[Opening Provided information section]

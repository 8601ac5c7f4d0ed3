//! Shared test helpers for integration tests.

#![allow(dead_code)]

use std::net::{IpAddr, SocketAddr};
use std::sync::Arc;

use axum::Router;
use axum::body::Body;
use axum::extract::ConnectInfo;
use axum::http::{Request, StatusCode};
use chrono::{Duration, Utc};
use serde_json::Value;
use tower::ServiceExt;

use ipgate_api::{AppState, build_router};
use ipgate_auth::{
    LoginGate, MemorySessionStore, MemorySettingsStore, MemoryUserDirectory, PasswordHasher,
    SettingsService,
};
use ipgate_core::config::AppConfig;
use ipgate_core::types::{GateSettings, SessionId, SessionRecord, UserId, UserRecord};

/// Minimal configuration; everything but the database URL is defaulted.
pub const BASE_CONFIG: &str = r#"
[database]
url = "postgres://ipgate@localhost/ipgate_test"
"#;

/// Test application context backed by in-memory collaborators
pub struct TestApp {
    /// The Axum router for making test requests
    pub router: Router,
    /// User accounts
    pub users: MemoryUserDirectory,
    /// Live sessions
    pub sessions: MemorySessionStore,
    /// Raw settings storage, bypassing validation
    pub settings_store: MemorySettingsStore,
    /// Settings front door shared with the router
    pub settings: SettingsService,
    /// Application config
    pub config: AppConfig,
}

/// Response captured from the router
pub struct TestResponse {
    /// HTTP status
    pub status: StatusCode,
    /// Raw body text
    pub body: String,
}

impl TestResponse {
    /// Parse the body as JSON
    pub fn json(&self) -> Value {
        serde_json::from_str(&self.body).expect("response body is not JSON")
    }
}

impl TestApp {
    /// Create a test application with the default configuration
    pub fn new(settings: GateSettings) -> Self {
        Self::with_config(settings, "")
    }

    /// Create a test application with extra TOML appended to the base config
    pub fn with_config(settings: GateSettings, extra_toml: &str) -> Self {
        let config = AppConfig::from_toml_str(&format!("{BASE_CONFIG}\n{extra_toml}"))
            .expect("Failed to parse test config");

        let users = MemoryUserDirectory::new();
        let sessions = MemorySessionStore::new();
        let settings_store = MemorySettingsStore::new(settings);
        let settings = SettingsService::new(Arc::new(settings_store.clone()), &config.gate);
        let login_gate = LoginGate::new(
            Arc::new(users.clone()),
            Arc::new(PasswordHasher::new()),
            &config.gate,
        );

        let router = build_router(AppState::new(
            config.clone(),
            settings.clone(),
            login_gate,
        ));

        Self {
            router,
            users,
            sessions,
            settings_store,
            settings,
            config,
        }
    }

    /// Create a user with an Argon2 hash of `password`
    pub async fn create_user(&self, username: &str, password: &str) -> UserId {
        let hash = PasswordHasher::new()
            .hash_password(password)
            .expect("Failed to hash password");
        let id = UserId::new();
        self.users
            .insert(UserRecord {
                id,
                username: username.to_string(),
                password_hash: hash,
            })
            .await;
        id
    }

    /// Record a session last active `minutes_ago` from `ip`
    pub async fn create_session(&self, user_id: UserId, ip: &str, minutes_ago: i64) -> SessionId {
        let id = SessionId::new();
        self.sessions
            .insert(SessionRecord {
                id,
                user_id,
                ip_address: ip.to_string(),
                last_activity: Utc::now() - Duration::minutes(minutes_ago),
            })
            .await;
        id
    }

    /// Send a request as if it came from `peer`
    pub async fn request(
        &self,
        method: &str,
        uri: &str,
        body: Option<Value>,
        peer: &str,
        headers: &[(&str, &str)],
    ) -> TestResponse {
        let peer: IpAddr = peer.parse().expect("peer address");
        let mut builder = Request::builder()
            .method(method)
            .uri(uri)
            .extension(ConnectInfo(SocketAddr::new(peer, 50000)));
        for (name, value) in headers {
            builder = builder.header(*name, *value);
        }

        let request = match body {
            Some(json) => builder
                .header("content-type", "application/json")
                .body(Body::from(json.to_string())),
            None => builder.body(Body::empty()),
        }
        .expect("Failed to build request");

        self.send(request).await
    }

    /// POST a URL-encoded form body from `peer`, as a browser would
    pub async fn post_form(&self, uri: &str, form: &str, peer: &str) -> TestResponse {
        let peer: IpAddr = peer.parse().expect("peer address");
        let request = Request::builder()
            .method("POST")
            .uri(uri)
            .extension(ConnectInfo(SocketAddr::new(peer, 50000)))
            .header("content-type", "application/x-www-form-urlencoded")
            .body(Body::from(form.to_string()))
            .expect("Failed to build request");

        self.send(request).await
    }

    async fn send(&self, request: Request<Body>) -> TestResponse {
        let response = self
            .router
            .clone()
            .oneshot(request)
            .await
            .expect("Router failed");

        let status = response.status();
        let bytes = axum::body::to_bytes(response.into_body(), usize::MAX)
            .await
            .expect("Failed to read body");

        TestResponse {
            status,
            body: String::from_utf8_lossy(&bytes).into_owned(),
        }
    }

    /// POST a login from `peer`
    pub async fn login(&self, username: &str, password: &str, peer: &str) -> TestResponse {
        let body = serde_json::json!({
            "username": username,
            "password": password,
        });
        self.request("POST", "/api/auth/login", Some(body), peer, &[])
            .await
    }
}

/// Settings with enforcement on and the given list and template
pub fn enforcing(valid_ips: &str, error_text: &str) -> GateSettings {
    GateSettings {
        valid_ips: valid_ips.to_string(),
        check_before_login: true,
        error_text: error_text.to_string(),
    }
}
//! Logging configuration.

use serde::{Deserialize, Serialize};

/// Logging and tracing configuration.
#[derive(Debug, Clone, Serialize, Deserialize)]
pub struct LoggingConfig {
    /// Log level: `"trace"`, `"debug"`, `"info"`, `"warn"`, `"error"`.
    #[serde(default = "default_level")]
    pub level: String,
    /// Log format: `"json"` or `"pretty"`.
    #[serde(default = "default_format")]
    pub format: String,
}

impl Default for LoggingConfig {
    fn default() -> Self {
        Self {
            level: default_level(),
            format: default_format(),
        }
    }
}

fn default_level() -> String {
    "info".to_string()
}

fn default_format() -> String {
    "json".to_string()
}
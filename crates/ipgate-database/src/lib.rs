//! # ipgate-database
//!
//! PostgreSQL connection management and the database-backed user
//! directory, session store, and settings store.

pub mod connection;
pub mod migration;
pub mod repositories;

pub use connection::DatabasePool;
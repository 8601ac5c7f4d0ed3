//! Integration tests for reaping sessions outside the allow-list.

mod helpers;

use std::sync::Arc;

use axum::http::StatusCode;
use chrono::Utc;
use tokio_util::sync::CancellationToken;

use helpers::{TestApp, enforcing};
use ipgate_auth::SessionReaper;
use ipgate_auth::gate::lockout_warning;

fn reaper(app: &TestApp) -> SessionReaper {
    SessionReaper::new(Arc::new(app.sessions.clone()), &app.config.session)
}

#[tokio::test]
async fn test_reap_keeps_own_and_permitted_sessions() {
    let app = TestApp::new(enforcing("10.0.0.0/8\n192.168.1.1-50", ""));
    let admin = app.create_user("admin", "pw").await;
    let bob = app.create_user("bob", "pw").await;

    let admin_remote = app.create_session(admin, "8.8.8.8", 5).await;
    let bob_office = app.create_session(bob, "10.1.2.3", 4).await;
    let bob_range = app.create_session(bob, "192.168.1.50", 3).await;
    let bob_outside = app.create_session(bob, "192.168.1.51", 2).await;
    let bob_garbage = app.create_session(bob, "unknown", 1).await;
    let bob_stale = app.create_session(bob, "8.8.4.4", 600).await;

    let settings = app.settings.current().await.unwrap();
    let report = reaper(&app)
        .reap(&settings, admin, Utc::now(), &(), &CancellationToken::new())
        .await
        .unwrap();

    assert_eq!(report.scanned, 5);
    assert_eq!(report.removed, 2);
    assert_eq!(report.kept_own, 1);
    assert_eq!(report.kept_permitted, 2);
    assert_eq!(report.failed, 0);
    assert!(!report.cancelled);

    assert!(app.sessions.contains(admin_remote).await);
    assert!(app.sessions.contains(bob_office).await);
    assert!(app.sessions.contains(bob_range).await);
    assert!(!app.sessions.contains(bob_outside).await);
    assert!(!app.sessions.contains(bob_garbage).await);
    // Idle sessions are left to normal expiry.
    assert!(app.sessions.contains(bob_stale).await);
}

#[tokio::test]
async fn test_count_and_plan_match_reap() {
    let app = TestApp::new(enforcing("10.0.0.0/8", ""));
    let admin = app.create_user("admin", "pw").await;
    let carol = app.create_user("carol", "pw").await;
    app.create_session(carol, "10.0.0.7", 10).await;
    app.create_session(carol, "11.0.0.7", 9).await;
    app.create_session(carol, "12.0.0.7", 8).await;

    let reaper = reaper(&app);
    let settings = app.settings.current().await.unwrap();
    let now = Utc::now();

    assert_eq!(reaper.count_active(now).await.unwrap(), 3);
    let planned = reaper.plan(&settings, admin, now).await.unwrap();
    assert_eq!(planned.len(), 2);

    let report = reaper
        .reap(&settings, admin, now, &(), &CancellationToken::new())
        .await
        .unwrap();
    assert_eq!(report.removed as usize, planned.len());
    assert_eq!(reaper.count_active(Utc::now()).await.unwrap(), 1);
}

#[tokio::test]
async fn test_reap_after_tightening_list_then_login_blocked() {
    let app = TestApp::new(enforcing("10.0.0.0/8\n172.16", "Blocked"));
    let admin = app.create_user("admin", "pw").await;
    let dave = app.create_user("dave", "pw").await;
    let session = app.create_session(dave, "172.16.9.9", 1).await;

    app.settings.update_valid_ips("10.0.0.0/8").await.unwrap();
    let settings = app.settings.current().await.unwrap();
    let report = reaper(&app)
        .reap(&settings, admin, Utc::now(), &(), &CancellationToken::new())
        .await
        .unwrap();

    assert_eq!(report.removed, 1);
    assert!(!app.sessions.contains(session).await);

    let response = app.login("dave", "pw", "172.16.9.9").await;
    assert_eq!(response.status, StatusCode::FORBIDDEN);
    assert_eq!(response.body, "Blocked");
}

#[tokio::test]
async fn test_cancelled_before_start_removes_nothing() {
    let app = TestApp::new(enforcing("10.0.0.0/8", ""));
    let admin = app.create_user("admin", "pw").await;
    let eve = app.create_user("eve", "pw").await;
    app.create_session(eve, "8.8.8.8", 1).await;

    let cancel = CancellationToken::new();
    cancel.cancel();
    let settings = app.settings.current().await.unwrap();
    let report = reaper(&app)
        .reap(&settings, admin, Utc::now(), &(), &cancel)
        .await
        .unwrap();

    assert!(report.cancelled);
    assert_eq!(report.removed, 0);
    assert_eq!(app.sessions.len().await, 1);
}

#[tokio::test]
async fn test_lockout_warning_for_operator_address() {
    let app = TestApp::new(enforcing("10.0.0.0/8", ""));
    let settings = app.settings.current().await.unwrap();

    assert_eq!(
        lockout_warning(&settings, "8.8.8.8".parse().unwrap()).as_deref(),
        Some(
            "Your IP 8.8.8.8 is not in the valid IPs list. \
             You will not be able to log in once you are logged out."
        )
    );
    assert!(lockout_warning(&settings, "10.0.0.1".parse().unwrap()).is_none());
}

[Closing Provided information section]

* [Task brief]: Tell how many lines in the data above hold "ConnectInfo". Nothing but the number.

* [Your response]: 3